§ What the task requires
What to return is the tail of the data, from the line that contains "impl<T: fmt::Debug + 'static> fmt::Debug for MutableState<T>" down to the last line, copied exactly.

§ Information shown
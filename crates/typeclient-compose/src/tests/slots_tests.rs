use super::*;

use typeclient_ui::{Component, Composition, MemoryHost, MutableState, Node, Runtime};

use crate::slots::provide_slots;

fn provider(name: &'static str, text: &'static str) -> Component<()> {
    Component::new(name, move |_: &()| {
        provide_slot("title", Node::text(text));
        Node::Empty
    })
}

fn mount(
    slots: &SlotState,
    host: &MemoryHost,
    body: impl Fn() -> Node + 'static,
) -> Composition {
    let slots = slots.clone();
    Composition::mount(Runtime::default(), host.clone(), move || {
        provide_slots(slots.clone(), || {
            Node::fragment([Node::element("h1", [slot("title")]), body()])
        })
    })
}

fn settle(composition: &mut Composition) -> usize {
    let mut passes = 0;
    while passes < 10 && composition.recompose() {
        passes += 1;
    }
    passes
}

#[test]
fn competing_providers_settle_on_the_first() {
    let slots = SlotState::new();
    let host = MemoryHost::new();
    let first = provider("First", "first");
    let second = provider("Second", "second");
    let mut composition = mount(&slots, &host, move || {
        Node::fragment([first.render(&()), second.render(&())])
    });

    assert!(settle(&mut composition) < 10);
    assert!(!composition.should_render());
    assert_eq!(slots.get("title"), Some(Node::text("first")));
    assert_eq!(host.markup(), "<h1>first</h1>");
}

#[test]
fn unmounting_provider_hands_the_name_over() {
    let slots = SlotState::new();
    let host = MemoryHost::new();
    let visible = MutableState::new(true);
    let first = provider("First", "first");
    let second = provider("Second", "second");
    let mut composition = mount(&slots, &host, {
        let visible = visible.clone();
        move || {
            let head = if visible.value() {
                first.render(&())
            } else {
                Node::Empty
            };
            Node::fragment([head, second.render(&())])
        }
    });
    settle(&mut composition);
    assert_eq!(slots.get("title"), Some(Node::text("first")));

    visible.set(false);
    settle(&mut composition);
    assert_eq!(slots.get("title"), Some(Node::text("second")));
    assert_eq!(slots.names(), vec!["title".to_string()]);
    assert_eq!(host.markup(), "<h1>second</h1>");
}

#[test]
fn replaced_provider_does_not_remove_its_successor() {
    let slots = SlotState::new();
    let host = MemoryHost::new();
    let first = provider("First", "first");
    let current = MutableState::new(first);
    let mut composition = mount(&slots, &host, {
        let current = current.clone();
        move || current.value().render(&())
    });
    settle(&mut composition);
    assert_eq!(slots.get("title"), Some(Node::text("first")));

    current.set(provider("Second", "second"));
    settle(&mut composition);
    assert_eq!(slots.get("title"), Some(Node::text("second")));

    current.set(Component::new("Plain", |_: &()| Node::text("plain")));
    settle(&mut composition);
    assert!(slots.is_empty());
    assert_eq!(host.markup(), "<h1></h1>plain");
}

#[test]
fn release_only_removes_the_holders_entry() {
    let slots = SlotState::new();
    assert!(slots.claim(1, "title", Node::text("a")));
    assert!(!slots.claim(2, "title", Node::text("b")));
    assert!(!slots.claim(1, "title", Node::text("a")));

    assert_eq!(slots.release(2, "title"), None);
    assert_eq!(slots.get("title"), Some(Node::text("a")));
    assert_eq!(slots.release(1, "title"), Some(Node::text("a")));
    assert!(slots.is_empty());

    assert!(slots.insert("title", Node::text("manual")));
    assert_eq!(slots.release(1, "title"), None);
    assert!(slots.claim(3, "title", Node::text("c")));
    assert_eq!(slots.get("title"), Some(Node::text("c")));
}
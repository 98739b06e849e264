//! Context access and reactive reads for components rendered by a
//! [`Renderer`](crate::Renderer).

use typeclient_core::{Context, StateRecord};
use typeclient_ui::{compositionLocalOf, CompositionLocal};

thread_local! {
    static CONTEXT: CompositionLocal<Option<Context>> = compositionLocalOf(|| None);
}

fn context_local() -> CompositionLocal<Option<Context>> {
    CONTEXT.with(CompositionLocal::clone)
}

/// Makes `ctx` the context seen by [`use_context`] inside `content`.
pub fn provide_context<R>(ctx: Context, content: impl FnOnce() -> R) -> R {
    context_local().provide(Some(ctx), content)
}

/// Context of the nearest enclosing renderer, if any.
pub fn use_context() -> Option<Context> {
    context_local().current()
}

/// Evaluates `read` so that every reactive cell it reads re-renders the
/// calling component when it changes.
pub fn use_reactive_state<T>(read: impl FnOnce() -> T) -> T {
    read()
}

/// Projects the current context's state record. Returns `None` outside a
/// renderer.
pub fn use_context_state<T>(select: impl FnOnce(&StateRecord) -> T) -> Option<T> {
    let ctx = use_context()?;
    Some(use_reactive_state(|| ctx.state().with(select)))
}
use std::cell::RefCell;
use std::rc::Rc;

use crate::Node;

/// Mount point receiving every tree a [`Composition`](crate::Composition) commits.
pub trait Host {
    fn commit(&mut self, tree: &Node);

    /// Called once when the composition is disposed.
    fn clear(&mut self) {}
}

#[derive(Debug, Default)]
struct MemoryHostState {
    tree: Node,
    commits: usize,
    cleared: bool,
}

/// In-memory host. Clones share the same mount point, so a test can keep one
/// handle while the composition owns another.
#[derive(Clone, Debug, Default)]
pub struct MemoryHost {
    state: Rc<RefCell<MemoryHostState>>,
}

impl MemoryHost {
    pub fn new() -> Self {
        Self::default()
    }

    pub fn tree(&self) -> Node {
        self.state.borrow().tree.clone()
    }

    pub fn markup(&self) -> String {
        self.state.borrow().tree.to_markup()
    }

    pub fn commits(&self) -> usize {
        self.state.borrow().commits
    }

    pub fn is_cleared(&self) -> bool {
        self.state.borrow().cleared
    }
}

impl Host for MemoryHost {
    fn commit(&mut self, tree: &Node) {
        let mut state = self.state.borrow_mut();
        state.tree = tree.clone();
        state.commits += 1;
        state.cleared = false;
    }

    fn clear(&mut self) {
        let mut state = self.state.borrow_mut();
        state.tree = Node::Empty;
        state.cleared = true;
    }
}

impl<H: Host + ?Sized> Host for Box<H> {
    fn commit(&mut self, tree: &Node) {
        (**self).commit(tree);
    }

    fn clear(&mut self) {
        (**self).clear();
    }
}
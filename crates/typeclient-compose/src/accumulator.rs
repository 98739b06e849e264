use std::cell::RefCell;
use std::fmt;

use typeclient_core::{ApplicationError, BeforeContextCreate, StateRecord};

use crate::renderer::{Renderer, RendererCache};

struct Accumulated {
    renderer: Renderer,
    state: StateRecord,
}

/// Keeps the state of the most recently rendered method.
///
/// Consecutive requests that resolve to the same [`Renderer`] merge their
/// state into the record kept so far (later keys win). A request for any
/// other renderer starts over from its own state.
#[derive(Default)]
pub struct StateAccumulator {
    slot: RefCell<Option<Accumulated>>,
}

impl StateAccumulator {
    pub fn new() -> Self {
        Self::default()
    }

    /// Folds `incoming` into the accumulated record and returns a snapshot
    /// of the result.
    pub fn accumulate(&self, renderer: &Renderer, incoming: StateRecord) -> StateRecord {
        let replaced = {
            let mut slot = self.slot.borrow_mut();
            match slot.as_mut() {
                Some(current) if current.renderer == *renderer => {
                    current.state.extend(incoming);
                    return current.state.clone();
                }
                _ => {
                    log::debug!("state reset for renderer `{}`", renderer.key());
                    slot.replace(Accumulated {
                        renderer: renderer.clone(),
                        state: incoming.clone(),
                    })
                }
            }
        };
        drop(replaced);
        incoming
    }

    /// Before-context-create hook body: resolves the renderer for the
    /// request, accumulates its state and passes the result to `next`.
    pub fn before_context_create(
        &self,
        cache: &RendererCache,
        props: BeforeContextCreate,
    ) -> Result<(), ApplicationError> {
        let BeforeContextCreate {
            controller,
            key,
            state,
            next,
        } = props;
        let renderer = cache.resolve(&controller, &key)?;
        let record = self.accumulate(&renderer, state.resolve());
        next(record);
        Ok(())
    }

    /// Snapshot of the accumulated record, if any request was seen.
    pub fn current(&self) -> Option<StateRecord> {
        self.slot
            .borrow()
            .as_ref()
            .map(|current| current.state.clone())
    }

    pub fn renderer(&self) -> Option<Renderer> {
        self.slot
            .borrow()
            .as_ref()
            .map(|current| current.renderer.clone())
    }

    pub fn clear(&self) {
        let cleared = self.slot.borrow_mut().take();
        drop(cleared);
    }
}

impl fmt::Debug for StateAccumulator {
    fn fmt(&self, f: &mut fmt::Formatter<'_>) -> fmt::Result {
        let slot = self.slot.borrow();
        f.debug_struct("StateAccumulator")
            .field("renderer", &slot.as_ref().map(|current| &current.renderer))
            .field("state", &slot.as_ref().map(|current| &current.state))
            .finish()
    }
}
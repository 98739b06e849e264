#[cfg(feature = "std-hash")]
pub mod map {
    pub use std::collections::{HashMap, HashSet};
}

#[cfg(not(feature = "std-hash"))]
pub mod map {
    pub type HashMap<K, V> = hashbrown::HashMap<K, V, ahash::RandomState>;
    pub type HashSet<K> = hashbrown::HashSet<K, ahash::RandomState>;
}
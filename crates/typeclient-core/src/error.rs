use thiserror::Error;

#[derive(Debug, Error)]
pub enum ApplicationError {
    #[error("controller `{class}` has no render method `{key}`")]
    MissingMethod { class: String, key: String },
    #[error("controller `{class}` declares render method `{key}` more than once")]
    DuplicateMethod { class: String, key: String },
    #[error("controller `{class}` expects an instance of `{expected}`")]
    InstanceMismatch {
        class: String,
        expected: &'static str,
    },
    #[error("before-context-create hook for `{key}` returned without calling next")]
    NextNotCalled { key: String },
    #[error("state must serialize to an object, got {kind}")]
    StateNotObject { kind: &'static str },
    #[error("failed to serialize state: {0}")]
    State(#[from] serde_json::Error),
}
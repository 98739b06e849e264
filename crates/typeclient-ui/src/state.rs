use std::cell::RefCell;
use std::fmt;
use std::rc::{Rc, Weak};

use crate::composer;
use crate::runtime::{RecomposeScope, RecomposeScopeInner};

struct MutableStateInner<T: 'static> {
    value: RefCell<T>,
    watchers: RefCell<Vec<Weak<RecomposeScopeInner>>>,
}

/// Read-only view of a [`MutableState`].
pub struct State<T: 'static> {
    inner: Rc<MutableStateInner<T>>,
}

/// Reactive cell. Reads made inside a render pass subscribe the composition,
/// writes invalidate every subscribed composition.
///
/// Closures passed to [`MutableState::with`] and [`MutableState::update`]
/// must not touch the same cell again.
pub struct MutableState<T: 'static> {
    inner: Rc<MutableStateInner<T>>,
}

impl<T: 'static> PartialEq for State<T> {
    fn eq(&self, other: &Self) -> bool {
        Rc::ptr_eq(&self.inner, &other.inner)
    }
}

impl<T: 'static> Eq for State<T> {}

impl<T: 'static> Clone for State<T> {
    fn clone(&self) -> Self {
        Self {
            inner: Rc::clone(&self.inner),
        }
    }
}

impl<T: 'static> PartialEq for MutableState<T> {
    fn eq(&self, other: &Self) -> bool {
        Rc::ptr_eq(&self.inner, &other.inner)
    }
}

impl<T: 'static> Eq for MutableState<T> {}

impl<T: Default + 'static> Default for MutableState<T> {
    fn default() -> Self {
        Self::new(T::default())
    }
}

impl<T: 'static> Clone for MutableState<T> {
    fn clone(&self) -> Self {
        Self {
            inner: Rc::clone(&self.inner),
        }
    }
}

impl<T: 'static> MutableState<T> {
    pub fn new(value: T) -> Self {
        Self {
            inner: Rc::new(MutableStateInner {
                value: RefCell::new(value),
                watchers: RefCell::new(Vec::new()),
            }),
        }
    }

    pub fn as_state(&self) -> State<T> {
        State {
            inner: Rc::clone(&self.inner),
        }
    }

    pub fn with<R>(&self, f: impl FnOnce(&T) -> R) -> R {
        self.as_state().with(f)
    }

    pub fn update<R>(&self, f: impl FnOnce(&mut T) -> R) -> R {
        let result = {
            let mut value = self.inner.value.borrow_mut();
            f(&mut value)
        };
        self.notify_watchers();
        result
    }

    pub fn replace(&self, value: T) -> T {
        let previous = self.inner.value.replace(value);
        self.notify_watchers();
        previous
    }

    pub fn set(&self, value: T) {
        drop(self.replace(value));
    }

    /// Number of live compositions currently subscribed to this cell.
    pub fn watcher_count(&self) -> usize {
        let mut watchers = self.inner.watchers.borrow_mut();
        watchers.retain(|w| w.strong_count() > 0);
        watchers.len()
    }

    fn notify_watchers(&self) {
        let watchers: Vec<RecomposeScope> = {
            let mut watchers = self.inner.watchers.borrow_mut();
            watchers.retain(|w| w.strong_count() > 0);
            watchers
                .iter()
                .filter_map(|w| w.upgrade())
                .map(RecomposeScope::from_inner)
                .collect()
        };

        for watcher in watchers {
            watcher.invalidate();
        }
    }
}

impl<T: Clone + 'static> MutableState<T> {
    pub fn value(&self) -> T {
        self.as_state().value()
    }
}

impl<T: fmt::Debug + 'static> fmt::Debug for MutableState<T> {
    fn fmt(&self, f: &mut fmt::Formatter<'_>) -> fmt::Result {
        f.debug_struct("MutableState")
            .field("value", &*self.inner.value.borrow())
            .finish()
    }
}

impl<T: 'static> State<T> {
    fn subscribe_current_scope(&self) {
        if let Some(scope) = composer::current_scope() {
            let mut watchers = self.inner.watchers.borrow_mut();
            watchers.retain(|w| w.strong_count() > 0);
            let id = scope.id();
            let already_registered = watchers
                .iter()
                .any(|w| w.upgrade().map(|inner| inner.id() == id).unwrap_or(false));
            if !already_registered {
                watchers.push(scope.downgrade());
            }
        }
    }

    pub fn with<R>(&self, f: impl FnOnce(&T) -> R) -> R {
        self.subscribe_current_scope();
        let value = self.inner.value.borrow();
        f(&value)
    }
}

impl<T: Clone + 'static> State<T> {
    pub fn value(&self) -> T {
        self.with(T::clone)
    }
}

impl<T: fmt::Debug + 'static> fmt::Debug for State<T> {
    fn fmt(&self, f: &mut fmt::Formatter<'_>) -> fmt::Result {
        f.debug_struct("State")
            .field("value", &*self.inner.value.borrow())
            .finish()
    }
}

§ The answer
impl<T: fmt::Debug + 'static> fmt::Debug for MutableState<T> {
    fn fmt(&self, f: &mut fmt::Formatter<'_>) -> fmt::Result {
        f.debug_struct("MutableState")
            .field("value", &*self.inner.value.borrow())
            .finish()
    }
}

impl<T: 'static> State<T> {
    fn subscribe_current_scope(&self) {
        if let Some(scope) = composer::current_scope() {
            let mut watchers = self.inner.watchers.borrow_mut();
            watchers.retain(|w| w.strong_count() > 0);
            let id = scope.id();
            let already_registered = watchers
                .iter()
                .any(|w| w.upgrade().map(|inner| inner.id() == id).unwrap_or(false));
            if !already_registered {
                watchers.push(scope.downgrade());
            }
        }
    }

    pub fn with<R>(&self, f: impl FnOnce(&T) -> R) -> R {
        self.subscribe_current_scope();
        let value = self.inner.value.borrow();
        f(&value)
    }
}

impl<T: Clone + 'static> State<T> {
    pub fn value(&self) -> T {
        self.with(T::clone)
    }
}

impl<T: fmt::Debug + 'static> fmt::Debug for State<T> {
    fn fmt(&self, f: &mut fmt::Formatter<'_>) -> fmt::Result {
        f.debug_struct("State")
            .field("value", &*self.inner.value.borrow())
            .finish()
    }
}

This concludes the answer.